Ellingson

what an awesome box, i have learned a ton, i finally got user and now i am on to root.

Just got started - enumeration still going; found W***z**g while doing stuff manually is this the right path? Can we get RCE this way through debug or do I need to look harder at some errors? :slight_smile:

EDIT: Yup, now have shell as technoweenie, working on getting user. Can’t seem to find anything pertinent to privesc. I must be missing something. I’ve run a few enumeration scripts and monitored processes to no avail. :confused:

EDIT 2: Well I got user.txt from the one with the God complex. I’ve seen g****** and b***** e*********** mentioned in this thread much to my chagrin. I might give it a crack when I’m feeling up to it. Thanks @Dmwong for the hint

as iam getting a lot of dm’s I would advice everyone to learn basic rop and not rush for the root, this video by ippsec may also help you - Camp CTF 2015 - Bitterman - YouTube

just started the machine… i am lost, don’t have clue how to start, any leads would be appreciated. Thanks

@gokuKaioKen said:
hmmm… found a traceback

how ?

Am i the only one who has problem with the machine timing out like every 3 mins.

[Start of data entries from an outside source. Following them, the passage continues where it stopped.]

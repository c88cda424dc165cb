//! Geometry functions: vertex and control-point derivation for each shape
//! family. Everything here is pure; emission lives in `shapes`.

use std::f64::consts::PI;

use glam::dvec2;

use super::defaults;
use super::types::TriangleVariant;
use crate::types::Point;

/// Translation that centers a `size` box on a `surface`.
pub fn centered_offset(surface: Point, size: Point) -> Point {
    (surface - size) / 2.0
}

// ============================================================================
// Regular polygons
// ============================================================================

/// Side counts outside 4..=8 fall back to a square.
pub fn normalize_sides(sides: u32) -> u32 {
    if (4..=8).contains(&sides) { sides } else { 4 }
}

/// Exterior turn angle in radians: 180° minus the interior angle
/// `(n-2)·180/n`.
pub fn turn_angle(sides: u32) -> f64 {
    let n = f64::from(normalize_sides(sides));
    let interior = (n - 2.0) * 180.0 / n;
    (180.0 - interior).to_radians()
}

/// Walk `n` sides from the origin, turning by the exterior angle after each.
///
/// The first heading is one turn angle, not zero. Returns `n + 1` points; the
/// last lands back on the origin up to rounding.
pub fn polygon_vertices(sides: u32, side_length: f64) -> Vec<Point> {
    let n = normalize_sides(sides);
    let turn = turn_angle(n);

    let mut points = Vec::with_capacity(n as usize + 1);
    let mut current = Point::ZERO;
    let mut heading = turn;
    points.push(current);
    for _ in 0..n {
        current += side_length * dvec2(heading.cos(), heading.sin());
        points.push(current);
        heading += turn;
    }
    points
}

/// Span used to center a regular polygon: `s / (2·tan(π/(2n)))`.
pub fn polygon_span(sides: u32, side_length: f64) -> f64 {
    let n = f64::from(normalize_sides(sides));
    side_length / (2.0 * (PI / 2.0 / n).tan())
}

/// The polygon's start vertex sits at its top right, so the span is added
/// horizontally and subtracted vertically.
pub fn polygon_offset(surface: Point, sides: u32, side_length: f64) -> Point {
    let span = polygon_span(sides, side_length);
    dvec2((surface.x + span) / 2.0, (surface.y - span) / 2.0)
}

// ============================================================================
// Triangles
// ============================================================================

/// Apex first, then the two base corners.
pub fn triangle_vertices(variant: TriangleVariant, width: f64, height: f64) -> [Point; 3] {
    if variant.is_equal_sided() {
        [
            dvec2(width / 2.0, 0.0),
            dvec2(0.0, height),
            dvec2(width, height),
        ]
    } else {
        [dvec2(0.0, 0.0), dvec2(0.0, height), dvec2(width, height)]
    }
}

// ============================================================================
// Parallelograms
// ============================================================================

/// The shear angle actually used. `None` and zero both mean the default.
pub fn effective_shear_angle(angle: Option<f64>) -> f64 {
    angle
        .filter(|a| *a != 0.0)
        .unwrap_or(defaults::DEFAULT_SHEAR_ANGLE)
}

/// Horizontal displacement between the top and bottom edges.
pub fn shear_offset(angle_degrees: f64, width: f64) -> f64 {
    angle_degrees.to_radians().tan() * width
}

/// Closed outline: top edge left to right, then back along the sheared
/// bottom edge.
pub fn parallelogram_vertices(width: f64, height: f64, diff: f64) -> [Point; 5] {
    [
        dvec2(0.0, 0.0),
        dvec2(width, 0.0),
        dvec2(width - diff, height),
        dvec2(-diff, height),
        dvec2(0.0, 0.0),
    ]
}

/// Half the shear is added so the sheared footprint stays centered.
pub fn parallelogram_offset(surface: Point, width: f64, height: f64, diff: f64) -> Point {
    centered_offset(surface, dvec2(width, height)) + dvec2(diff / 2.0, 0.0)
}

// ============================================================================
// Ellipses
// ============================================================================

/// One cubic Bezier segment; the start is the previous segment's end.
#[derive(Debug, Clone, Copy, PartialEq)]
pub struct CubicSegment {
    pub c1: Point,
    pub c2: Point,
    pub to: Point,
}

/// A closed four-segment Bezier ellipse.
#[derive(Debug, Clone, Copy, PartialEq)]
pub struct EllipsePath {
    pub start: Point,
    pub segments: [CubicSegment; 4],
}

/// Ellipse inscribed in the box at `origin` with the given size.
///
/// Starts at the left-middle point and runs through top, right and bottom.
pub fn ellipse_curves(origin: Point, width: f64, height: f64) -> EllipsePath {
    let ox = (width / 2.0) * defaults::KAPPA;
    let oy = (height / 2.0) * defaults::KAPPA;
    let (x, y) = (origin.x, origin.y);
    let xe = x + width;
    let ye = y + height;
    let xm = x + width / 2.0;
    let ym = y + height / 2.0;

    EllipsePath {
        start: dvec2(x, ym),
        segments: [
            CubicSegment {
                c1: dvec2(x, ym - oy),
                c2: dvec2(xm - ox, y),
                to: dvec2(xm, y),
            },
            CubicSegment {
                c1: dvec2(xm + ox, y),
                c2: dvec2(xe, ym - oy),
                to: dvec2(xe, ym),
            },
            CubicSegment {
                c1: dvec2(xe, ym + oy),
                c2: dvec2(xm + ox, ye),
                to: dvec2(xm, ye),
            },
            CubicSegment {
                c1: dvec2(xm - ox, ye),
                c2: dvec2(x, ym + oy),
                to: dvec2(x, ym),
            },
        ],
    }
}

pub fn ellipse_by_center(center: Point, width: f64, height: f64) -> EllipsePath {
    ellipse_curves(center - dvec2(width, height) / 2.0, width, height)
}

/// The radius a circle is actually drawn with: half the requested one.
pub fn circle_draw_radius(radius: f64) -> f64 {
    radius / 2.0
}

/// Bezier form of a circle, using the same halved radius as the arc.
pub fn circle_curves(center: Point, radius: f64) -> EllipsePath {
    let r = circle_draw_radius(radius);
    ellipse_by_center(center, 2.0 * r, 2.0 * r)
}

#[cfg(test)]
mod tests {
    use super::*;

    fn assert_point_eq(actual: Point, expected: Point, epsilon: f64) {
        assert!(
            (actual - expected).abs().max_element() <= epsilon,
            "point mismatch: {actual} != {expected}"
        );
    }

    #[test]
    fn polygons_close_for_every_side_count() {
        for sides in 4..=8 {
            for side_length in [1.0, 37.5, 100.0, 12345.0] {
                let points = polygon_vertices(sides, side_length);
                assert_eq!(points.len(), sides as usize + 1);
                let first = points[0];
                let last = points[points.len() - 1];
                assert_point_eq(last, first, 1e-9 * side_length);
            }
        }
    }

    #[test]
    fn polygon_sides_all_have_requested_length() {
        let points = polygon_vertices(7, 20.0);
        for pair in points.windows(2) {
            assert!((pair[0].distance(pair[1]) - 20.0).abs() < 1e-9);
        }
    }

    #[test]
    fn square_walks_down_then_left() {
        let points = polygon_vertices(4, 100.0);
        let expected = [
            dvec2(0.0, 0.0),
            dvec2(0.0, 100.0),
            dvec2(-100.0, 100.0),
            dvec2(-100.0, 0.0),
            dvec2(0.0, 0.0),
        ];
        for (p, e) in points.iter().zip(expected) {
            assert_point_eq(*p, e, 1e-9);
        }
    }

    #[test]
    fn out_of_range_sides_fall_back_to_square() {
        assert_eq!(polygon_vertices(3, 10.0), polygon_vertices(4, 10.0));
        assert_eq!(polygon_vertices(12, 10.0), polygon_vertices(4, 10.0));
        assert_eq!(polygon_span(0, 10.0), polygon_span(4, 10.0));
    }

    #[test]
    fn turn_angles() {
        assert!((turn_angle(4) - PI / 2.0).abs() < 1e-12);
        assert!((turn_angle(6) - PI / 3.0).abs() < 1e-12);
        assert!((turn_angle(8) - PI / 4.0).abs() < 1e-12);
    }

    #[test]
    fn polygon_offset_uses_span() {
        let span = polygon_span(4, 100.0);
        assert!((span - 100.0 / (2.0 * (PI / 8.0).tan())).abs() < 1e-12);
        let offset = polygon_offset(dvec2(640.0, 480.0), 4, 100.0);
        assert!((offset.x - (640.0 + span) / 2.0).abs() < 1e-12);
        assert!((offset.y - (480.0 - span) / 2.0).abs() < 1e-12);
    }

    #[test]
    fn equal_sided_triangle_has_level_base() {
        for variant in [TriangleVariant::Isosceles, TriangleVariant::Equilateral] {
            let [apex, left, right] = triangle_vertices(variant, 80.0, 60.0);
            assert_eq!(apex, dvec2(40.0, 0.0));
            assert_eq!(left.y, right.y);
            assert_eq!(right.x - left.x, 80.0);
        }
    }

    #[test]
    fn scalene_triangle_is_right_angled() {
        let points = triangle_vertices(TriangleVariant::Scalene, 80.0, 60.0);
        assert_eq!(
            points,
            [dvec2(0.0, 0.0), dvec2(0.0, 60.0), dvec2(80.0, 60.0)]
        );
    }

    #[test]
    fn default_shear_angle_applies_to_none_and_zero() {
        assert_eq!(effective_shear_angle(None), 30.0);
        assert_eq!(effective_shear_angle(Some(0.0)), 30.0);
        assert_eq!(effective_shear_angle(Some(45.0)), 45.0);
    }

    #[test]
    fn parallelogram_edges_are_horizontal_and_equal() {
        let diff = shear_offset(30.0, 100.0);
        assert!((diff - 57.735_026_918_962_58).abs() < 1e-9);

        let v = parallelogram_vertices(100.0, 50.0, diff);
        assert_eq!(v[0], v[4]);
        // top edge
        assert_eq!(v[0].y, v[1].y);
        // bottom edge
        assert_eq!(v[2].y, v[3].y);
        assert!(((v[1].x - v[0].x) - 100.0).abs() < 1e-9);
        assert!(((v[2].x - v[3].x) - 100.0).abs() < 1e-9);
        assert!(((v[1].x - v[2].x) - diff).abs() < 1e-9);
        assert!(((v[0].x - v[3].x) - diff).abs() < 1e-9);
    }

    #[test]
    fn parallelogram_offset_compensates_for_shear() {
        let offset = parallelogram_offset(dvec2(640.0, 480.0), 100.0, 50.0, 20.0);
        assert_eq!(offset, dvec2(280.0, 215.0));
    }

    #[test]
    fn ellipse_is_a_closed_loop() {
        let path = ellipse_curves(dvec2(10.0, 20.0), 120.0, 60.0);
        assert_eq!(path.start, dvec2(10.0, 50.0));
        assert_eq!(path.segments[3].to, path.start);
        assert_eq!(path.segments[0].to, dvec2(70.0, 20.0));
        assert_eq!(path.segments[1].to, dvec2(130.0, 50.0));
        assert_eq!(path.segments[2].to, dvec2(70.0, 80.0));
    }

    #[test]
    fn round_ellipse_has_equal_control_offsets() {
        let path = ellipse_by_center(Point::ZERO, 50.0, 50.0);
        let ox = path.segments[0].to.x - path.segments[0].c2.x;
        let oy = path.start.y - path.segments[0].c1.y;
        assert!((ox - oy).abs() < 1e-12);
        assert!((ox - 25.0 * defaults::KAPPA).abs() < 1e-12);
    }

    #[test]
    fn circle_uses_half_the_radius() {
        assert_eq!(circle_draw_radius(50.0), 25.0);
        let path = circle_curves(dvec2(320.0, 240.0), 50.0);
        assert_eq!(path.start, dvec2(295.0, 240.0));
        assert_eq!(path.segments[1].to, dvec2(345.0, 240.0));
    }
}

hey all, im this initial user on first getting a shell. i know what privs that user has got but cant seem to find anything useful in /var/****. am i supposed to be waiting for a scheduled event to occcur?

Need help on user. Managed to get on the system, now I can’t manage to find anything interesting besides a couple of hashes which decrypted don’t seem to work and also an executable that’s needed for root though. DM please…

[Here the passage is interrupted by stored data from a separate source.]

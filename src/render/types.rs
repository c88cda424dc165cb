//! Core types for shape rendering

use std::fmt;
use std::str::FromStr;

use crate::catalog;
use crate::errors::ShapeError;
use crate::types::Point;

/// Regular polygons drawn from a single side length.
#[derive(Debug, Clone, Copy, PartialEq, Eq, Hash)]
pub enum Polygon {
    Square,
    Pentagon,
    Hexagon,
    Heptagon,
    Octagon,
}

impl Polygon {
    pub const ALL: [Polygon; 5] = [
        Polygon::Square,
        Polygon::Pentagon,
        Polygon::Hexagon,
        Polygon::Heptagon,
        Polygon::Octagon,
    ];

    pub fn sides(self) -> u32 {
        match self {
            Polygon::Square => 4,
            Polygon::Pentagon => 5,
            Polygon::Hexagon => 6,
            Polygon::Heptagon => 7,
            Polygon::Octagon => 8,
        }
    }

    pub fn name(self) -> &'static str {
        match self {
            Polygon::Square => "square",
            Polygon::Pentagon => "pentagon",
            Polygon::Hexagon => "hexagon",
            Polygon::Heptagon => "heptagon",
            Polygon::Octagon => "octagon",
        }
    }
}

/// Triangle variants, named by how many sides are equal.
#[derive(Debug, Clone, Copy, PartialEq, Eq, Hash)]
pub enum TriangleVariant {
    Isosceles,
    Equilateral,
    Scalene,
}

impl TriangleVariant {
    pub const ALL: [TriangleVariant; 3] = [
        TriangleVariant::Isosceles,
        TriangleVariant::Equilateral,
        TriangleVariant::Scalene,
    ];

    /// Isosceles and equilateral share one apex-centred layout; the width and
    /// height are taken as given, so "equilateral" is only nominal.
    pub fn is_equal_sided(self) -> bool {
        matches!(self, TriangleVariant::Isosceles | TriangleVariant::Equilateral)
    }

    /// The variant tag, i.e. the shape name with "triangle" stripped.
    pub fn tag(self) -> &'static str {
        match self {
            TriangleVariant::Isosceles => "isosceles",
            TriangleVariant::Equilateral => "equilateral",
            TriangleVariant::Scalene => "scalene",
        }
    }

    fn from_tag(tag: &str) -> Option<Self> {
        TriangleVariant::ALL.into_iter().find(|v| v.tag() == tag)
    }
}

/// Every shape `draw` knows how to render.
#[derive(Debug, Clone, Copy, PartialEq, Eq, Hash)]
pub enum ShapeKind {
    Rectangle,
    Polygon(Polygon),
    Triangle(TriangleVariant),
    Parallelogram,
    Circle,
    Oval,
}

impl ShapeKind {
    /// The catalog name for this shape.
    pub fn name(self) -> &'static str {
        match self {
            ShapeKind::Rectangle => "rectangle",
            ShapeKind::Polygon(p) => p.name(),
            ShapeKind::Triangle(TriangleVariant::Isosceles) => "isosceles triangle",
            ShapeKind::Triangle(TriangleVariant::Equilateral) => "equilateral triangle",
            ShapeKind::Triangle(TriangleVariant::Scalene) => "scalene triangle",
            ShapeKind::Parallelogram => "parallelogram",
            ShapeKind::Circle => "circle",
            ShapeKind::Oval => "oval",
        }
    }
}

impl fmt::Display for ShapeKind {
    fn fmt(&self, f: &mut fmt::Formatter<'_>) -> fmt::Result {
        f.write_str(self.name())
    }
}

impl FromStr for ShapeKind {
    type Err = ShapeError;

    /// Names outside the catalog are `UnsupportedShape`. A catalog name with
    /// no branch here would be `UnimplementedFeature`.
    fn from_str(name: &str) -> Result<Self, Self::Err> {
        if !catalog::is_supported(name) {
            return Err(ShapeError::UnsupportedShape {
                name: name.to_string(),
            });
        }

        if let Some(tag) = name.strip_suffix("triangle") {
            if let Some(variant) = TriangleVariant::from_tag(tag.trim_end()) {
                return Ok(ShapeKind::Triangle(variant));
            }
        }

        if let Some(polygon) = Polygon::ALL.into_iter().find(|p| p.name() == name) {
            return Ok(ShapeKind::Polygon(polygon));
        }

        match name {
            "rectangle" => Ok(ShapeKind::Rectangle),
            "parallelogram" => Ok(ShapeKind::Parallelogram),
            "circle" => Ok(ShapeKind::Circle),
            "oval" => Ok(ShapeKind::Oval),
            _ => Err(ShapeError::UnimplementedFeature {
                name: name.to_string(),
            }),
        }
    }
}

/// One primitive call made against a drawing surface.
///
/// Path coordinates are in the frame set by the latest `SetTranslation`.
#[derive(Debug, Clone, PartialEq)]
pub enum RenderCommand {
    Clear,
    SetTranslation { dx: f64, dy: f64 },
    BeginPath,
    MoveTo(Point),
    LineTo(Point),
    CurveTo { c1: Point, c2: Point, to: Point },
    Arc {
        center: Point,
        radius: f64,
        start_angle: f64,
        end_angle: f64,
        counterclockwise: bool,
    },
    StrokeRect { origin: Point, width: f64, height: f64 },
    Stroke,
    Text { text: String, at: Point },
}

impl RenderCommand {
    /// Whether this command contributes shape geometry.
    pub fn is_geometry(&self) -> bool {
        matches!(
            self,
            RenderCommand::MoveTo(_)
                | RenderCommand::LineTo(_)
                | RenderCommand::CurveTo { .. }
                | RenderCommand::Arc { .. }
                | RenderCommand::StrokeRect { .. }
                | RenderCommand::Stroke
        )
    }
}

The path to root Is only by binary analysis?

Type your comment> @Hobbot said:

Am i the only one who has problem with the machine timing out like every 3 mins.

It’s probably users that are getting banned before they read the warning about being banned so they reboot the box.

Need help with user. I’ve got a shell on the box but i don’t know i to proceed.
I ran a couple of scripts but i can’t find anything. Also tried pspy but not seems right direction.
Any hints?

My god this box made me discover “peda” – after spending so much time fuzzing manually lol. Such a cool box! Congrats to the maker!

Hi, I am working on the binary exploitation and I made a working exploit but for some reason it doesn’t work on the box. I have the libc from the box and I get gadgets from it. I don’t really know what I’m doing wrong. If someone is willing to give me some hints please do!
Thank you and if I this is a spoiler please tell me to take it down.

Type your comment> @sarange said:

Hi, I am working on the binary exploitation and I made a working exploit but for some reason it doesn’t work on the box. I have the libc from the box and I get gadgets from it. I don’t really know what I’m doing wrong. If someone is willing to give me some hints please do!
Thank you and if I this is a spoiler please tell me to take it down.

pm me

rooted … that rop fucking ate me alive

The g****** file. I can’t run it, not user yet. But on my box, when I put in, a thousand chars (roughly), it just launches my command (AAAAAAmycommand). Is it really going to be that easy?

Type your comment> @Zot said:

The g****** file. I can’t run it, not user yet. But on my box, when I put in, a thousand chars (roughly), it just launches my command (AAAAAAmycommand). Is it really going to be that easy?

If only …

Is it just me or the box is just unresponsive every few minutes. Found trace back but cant even try anything.

Type your comment> @ColdFusionX said:

Is it just me or the box is just unresponsive every few minutes. Found trace back but cant even try anything.

Try regenerate your access.

Hi, i think i’m losing something, i’ve found the part where you can execute code, but, i’m not able to get shell on the machine, i’ve tryied several types of it, if someone could PM me and help me i whould really appreciate it.